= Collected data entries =
-- Opening Marker --

//! Sessions over the exported demo chain in `demos/rescue-chain.json`.

use rescue_core::{AccountId, EngineConfig};
use rescue_effects::{ChainSnapshot, InMemoryChainHandler};
use rescue_recovery::{FriendSession, RecoveryCall, RescuerPhase, RescuerSession, VouchStatus};
use std::sync::Arc;

const DEMO_CHAIN: &str = include_str!("../../../demos/rescue-chain.json");

fn account(seed: u8) -> AccountId {
    AccountId::new([seed; 32])
}

fn demo_chain() -> Arc<InMemoryChainHandler> {
    let snapshot = ChainSnapshot::from_json_str(DEMO_CHAIN).unwrap();
    Arc::new(InMemoryChainHandler::new(snapshot))
}

#[tokio::test]
async fn demo_rescue_is_ready_to_withdraw() {
    let mut session = RescuerSession::rescuer(demo_chain(), &EngineConfig::default());
    session.update(|engine| {
        let mut requests = engine.select_lost_account(Some(account(1)));
        requests.extend(engine.select_rescuer(Some(account(2))));
        requests
    });
    session.settle().await;

    let engine = session.engine();
    assert_eq!(engine.phase(), RescuerPhase::Withdraw);
    assert_eq!(engine.remaining_blocks(), Some(-100));
    assert_eq!(engine.other_rescuers().len(), 1);

    let amounts = engine.amounts();
    assert_eq!(amounts.available, 20_000);
    assert_eq!(amounts.redeemable, 2_000);
    assert_eq!(amounts.staked, 1_000);
    assert_eq!(amounts.bonded, 5_000);
    // available + redeemable + config deposit + the other rescuer's deposit
    assert_eq!(amounts.total_withdrawable, 23_800);
    assert_eq!(amounts.span_count, 3);

    let RecoveryCall::BatchAll { calls } = engine.withdraw().unwrap() else {
        panic!("expected claim batch");
    };
    assert_eq!(calls[0], RecoveryCall::ClaimRecovery { account: account(1) });
    assert_eq!(
        calls[1].flatten_names(),
        vec![
            "recovery.as_recovered",
            "utility.batch_all",
            "recovery.close_recovery",
            "recovery.close_recovery",
            "recovery.remove_recovery",
            "staking.withdraw_unbonded",
            "balances.transfer_all",
        ]
    );
}

#[tokio::test]
async fn demo_friend_has_already_vouched() {
    let mut session = FriendSession::friend(demo_chain(), account(100), &EngineConfig::default());
    session.update(|engine| {
        let mut requests = engine.select_lost_account(Some(account(1)));
        requests.extend(engine.select_rescuer(Some(account(2))));
        requests
    });
    session.settle().await;
    assert_eq!(session.engine().decision(), VouchStatus::AlreadyVouched);

    let mut session = FriendSession::friend(demo_chain(), account(102), &EngineConfig::default());
    session.update(|engine| {
        let mut requests = engine.select_lost_account(Some(account(1)));
        requests.extend(engine.select_rescuer(Some(account(2))));
        requests
    });
    session.settle().await;
    assert_eq!(session.engine().decision(), VouchStatus::Ready);
}
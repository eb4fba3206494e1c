//! Unified error system for Rescue
//!
//! A single error type shared by every crate in the workspace. Probe-level
//! chain failures never surface through this type; they are absorbed into
//! probe state. `RescueError` is what trigger callbacks and configuration
//! loading return.

use serde::{Deserialize, Serialize};

/// Unified error type for all Rescue operations
#[derive(Debug, Clone, PartialEq, Eq, Serialize, Deserialize, thiserror::Error)]
pub enum RescueError {
    /// Invalid input
    #[error("Invalid: {message}")]
    Invalid {
        /// Error message describing the invalid input
        message: String,
    },

    /// Resource not found
    #[error("Not found: {message}")]
    NotFound {
        /// Error message describing what was not found
        message: String,
    },

    /// Chain query rejected by the transport
    #[error("Network error: {message}")]
    Network {
        /// Error message describing the network issue
        message: String,
    },

    /// On-chain payload did not match the expected shape
    #[error("Decode error: {message}")]
    Decode {
        /// Error message describing the decode failure
        message: String,
    },

    /// Local validation rejected an action before it reached the chain
    #[error("Precondition not met: {message}")]
    PreconditionNotMet {
        /// Error message describing the unmet precondition
        message: String,
    },

    /// Configuration could not be loaded or validated
    #[error("Config error: {message}")]
    Config {
        /// Error message describing the configuration problem
        message: String,
    },

    /// Internal error
    #[error("Internal error: {message}")]
    Internal {
        /// Error message describing the internal error
        message: String,
    },
}

impl RescueError {
    /// Create an invalid input error
    pub fn invalid(message: impl Into<String>) -> Self {
        Self::Invalid {
            message: message.into(),
        }
    }

    /// Create a not found error
    pub fn not_found(message: impl Into<String>) -> Self {
        Self::NotFound {
            message: message.into(),
        }
    }

    /// Create a network error
    pub fn network(message: impl Into<String>) -> Self {
        Self::Network {
            message: message.into(),
        }
    }

    /// Create a decode error
    pub fn decode(message: impl Into<String>) -> Self {
        Self::Decode {
            message: message.into(),
        }
    }

    /// Create a precondition error
    pub fn precondition(message: impl Into<String>) -> Self {
        Self::PreconditionNotMet {
            message: message.into(),
        }
    }

    /// Create a configuration error
    pub fn config(message: impl Into<String>) -> Self {
        Self::Config {
            message: message.into(),
        }
    }

    /// Create an internal error
    pub fn internal(message: impl Into<String>) -> Self {
        Self::Internal {
            message: message.into(),
        }
    }

    /// Whether retrying the same operation may succeed.
    pub fn is_retryable(&self) -> bool {
        matches!(self, Self::Network { .. })
    }
}

/// Standard Result type for Rescue operations
pub type Result<T> = std::result::Result<T, RescueError>;

impl From<std::io::Error> for RescueError {
    fn from(err: std::io::Error) -> Self {
        match err.kind() {
            std::io::ErrorKind::NotFound => Self::not_found(err.to_string()),
            _ => Self::internal(err.to_string()),
        }
    }
}

impl From<serde_json::Error> for RescueError {
    fn from(err: serde_json::Error) -> Self {
        Self::decode(err.to_string())
    }
}

impl From<toml::de::Error> for RescueError {
    fn from(err: toml::de::Error) -> Self {
        Self::config(err.to_string())
    }
}

#[cfg(test)]
mod tests {
    use super::*;

    #[test]
    fn test_error_creation() {
        let err = RescueError::precondition("no rescuer selected");
        assert!(matches!(err, RescueError::PreconditionNotMet { .. }));
        assert_eq!(err.to_string(), "Precondition not met: no rescuer selected");
    }

    #[test]
    fn test_io_conversion() {
        let io_err = std::io::Error::new(std::io::ErrorKind::NotFound, "missing");
        assert!(matches!(RescueError::from(io_err), RescueError::NotFound { .. }));
    }

    #[test]
    fn test_only_network_is_retryable() {
        assert!(RescueError::network("timeout").is_retryable());
        assert!(!RescueError::decode("bad shape").is_retryable());
        assert!(!RescueError::precondition("x").is_retryable());
    }
}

-- Closing Marker --

= Exercise =
Each entry needs to be transcribed exactly.

= Exercise solution =
//! Sessions over the exported demo chain in `demos/rescue-chain.json`.

use rescue_core::{AccountId, EngineConfig};
use rescue_effects::{ChainSnapshot, InMemoryChainHandler};
use rescue_recovery::{FriendSession, RecoveryCall, RescuerPhase, RescuerSession, VouchStatus};
use std::sync::Arc;

const DEMO_CHAIN: &str = include_str!("../../../demos/rescue-chain.json");

fn account(seed: u8) -> AccountId {
    AccountId::new([seed; 32])
}

fn demo_chain() -> Arc<InMemoryChainHandler> {
    let snapshot = ChainSnapshot::from_json_str(DEMO_CHAIN).unwrap();
    Arc::new(InMemoryChainHandler::new(snapshot))
}

#[tokio::test]
async fn demo_rescue_is_ready_to_withdraw() {
    let mut session = RescuerSession::rescuer(demo_chain(), &EngineConfig::default());
    session.update(|engine| {
        let mut requests = engine.select_lost_account(Some(account(1)));
        requests.extend(engine.select_rescuer(Some(account(2))));
        requests
    });
    session.settle().await;

    let engine = session.engine();
    assert_eq!(engine.phase(), RescuerPhase::Withdraw);
    assert_eq!(engine.remaining_blocks(), Some(-100));
    assert_eq!(engine.other_rescuers().len(), 1);

    let amounts = engine.amounts();
    assert_eq!(amounts.available, 20_000);
    assert_eq!(amounts.redeemable, 2_000);
    assert_eq!(amounts.staked, 1_000);
    assert_eq!(amounts.bonded, 5_000);
    // available + redeemable + config deposit + the other rescuer's deposit
    assert_eq!(amounts.total_withdrawable, 23_800);
    assert_eq!(amounts.span_count, 3);

    let RecoveryCall::BatchAll { calls } = engine.withdraw().unwrap() else {
        panic!("expected claim batch");
    };
    assert_eq!(calls[0], RecoveryCall::ClaimRecovery { account: account(1) });
    assert_eq!(
        calls[1].flatten_names(),
        vec![
            "recovery.as_recovered",
            "utility.batch_all",
            "recovery.close_recovery",
            "recovery.close_recovery",
            "recovery.remove_recovery",
            "staking.withdraw_unbonded",
            "balances.transfer_all",
        ]
    );
}

#[tokio::test]
async fn demo_friend_has_already_vouched() {
    let mut session = FriendSession::friend(demo_chain(), account(100), &EngineConfig::default());
    session.update(|engine| {
        let mut requests = engine.select_lost_account(Some(account(1)));
        requests.extend(engine.select_rescuer(Some(account(2))));
        requests
    });
    session.settle().await;
    assert_eq!(session.engine().decision(), VouchStatus::AlreadyVouched);

    let mut session = FriendSession::friend(demo_chain(), account(102), &EngineConfig::default());
    session.update(|engine| {
        let mut requests = engine.select_lost_account(Some(account(1)));
        requests.extend(engine.select_rescuer(Some(account(2))));
        requests
    });
    session.settle().await;
    assert_eq!(session.engine().decision(), VouchStatus::Ready);
}
repository eb4fba3206494e1c
//! Unified error system for Rescue
//!
//! A single error type shared by every crate in the workspace. Probe-level
//! chain failures never surface through this type; they are absorbed into
//! probe state. `RescueError` is what trigger callbacks and configuration
//! loading return.

use serde::{Deserialize, Serialize};

/// Unified error type for all Rescue operations
#[derive(Debug, Clone, PartialEq, Eq, Serialize, Deserialize, thiserror::Error)]
pub enum RescueError {
    /// Invalid input
    #[error("Invalid: {message}")]
    Invalid {
        /// Error message describing the invalid input
        message: String,
    },

    /// Resource not found
    #[error("Not found: {message}")]
    NotFound {
        /// Error message describing what was not found
        message: String,
    },

    /// Chain query rejected by the transport
    #[error("Network error: {message}")]
    Network {
        /// Error message describing the network issue
        message: String,
    },

    /// On-chain payload did not match the expected shape
    #[error("Decode error: {message}")]
    Decode {
        /// Error message describing the decode failure
        message: String,
    },

    /// Local validation rejected an action before it reached the chain
    #[error("Precondition not met: {message}")]
    PreconditionNotMet {
        /// Error message describing the unmet precondition
        message: String,
    },

    /// Configuration could not be loaded or validated
    #[error("Config error: {message}")]
    Config {
        /// Error message describing the configuration problem
        message: String,
    },

    /// Internal error
    #[error("Internal error: {message}")]
    Internal {
        /// Error message describing the internal error
        message: String,
    },
}

impl RescueError {
    /// Create an invalid input error
    pub fn invalid(message: impl Into<String>) -> Self {
        Self::Invalid {
            message: message.into(),
        }
    }

    /// Create a not found error
    pub fn not_found(message: impl Into<String>) -> Self {
        Self::NotFound {
            message: message.into(),
        }
    }

    /// Create a network error
    pub fn network(message: impl Into<String>) -> Self {
        Self::Network {
            message: message.into(),
        }
    }

    /// Create a decode error
    pub fn decode(message: impl Into<String>) -> Self {
        Self::Decode {
            message: message.into(),
        }
    }

    /// Create a precondition error
    pub fn precondition(message: impl Into<String>) -> Self {
        Self::PreconditionNotMet {
            message: message.into(),
        }
    }

    /// Create a configuration error
    pub fn config(message: impl Into<String>) -> Self {
        Self::Config {
            message: message.into(),
        }
    }

    /// Create an internal error
    pub fn internal(message: impl Into<String>) -> Self {
        Self::Internal {
            message: message.into(),
        }
    }

    /// Whether retrying the same operation may succeed.
    pub fn is_retryable(&self) -> bool {
        matches!(self, Self::Network { .. })
    }
}

/// Standard Result type for Rescue operations
pub type Result<T> = std::result::Result<T, RescueError>;

impl From<std::io::Error> for RescueError {
    fn from(err: std::io::Error) -> Self {
        match err.kind() {
            std::io::ErrorKind::NotFound => Self::not_found(err.to_string()),
            _ => Self::internal(err.to_string()),
        }
    }
}

impl From<serde_json::Error> for RescueError {
    fn from(err: serde_json::Error) -> Self {
        Self::decode(err.to_string())
    }
}

impl From<toml::de::Error> for RescueError {
    fn from(err: toml::de::Error) -> Self {
        Self::config(err.to_string())
    }
}

#[cfg(test)]
mod tests {
    use super::*;

    #[test]
    fn test_error_creation() {
        let err = RescueError::precondition("no rescuer selected");
        assert!(matches!(err, RescueError::PreconditionNotMet { .. }));
        assert_eq!(err.to_string(), "Precondition not met: no rescuer selected");
    }

    #[test]
    fn test_io_conversion() {
        let io_err = std::io::Error::new(std::io::ErrorKind::NotFound, "missing");
        assert!(matches!(RescueError::from(io_err), RescueError::NotFound { .. }));
    }

    #[test]
    fn test_only_network_is_retryable() {
        assert!(RescueError::network("timeout").is_retryable());
        assert!(!RescueError::decode("bad shape").is_retryable());
        assert!(!RescueError::precondition("x").is_retryable());
    }
}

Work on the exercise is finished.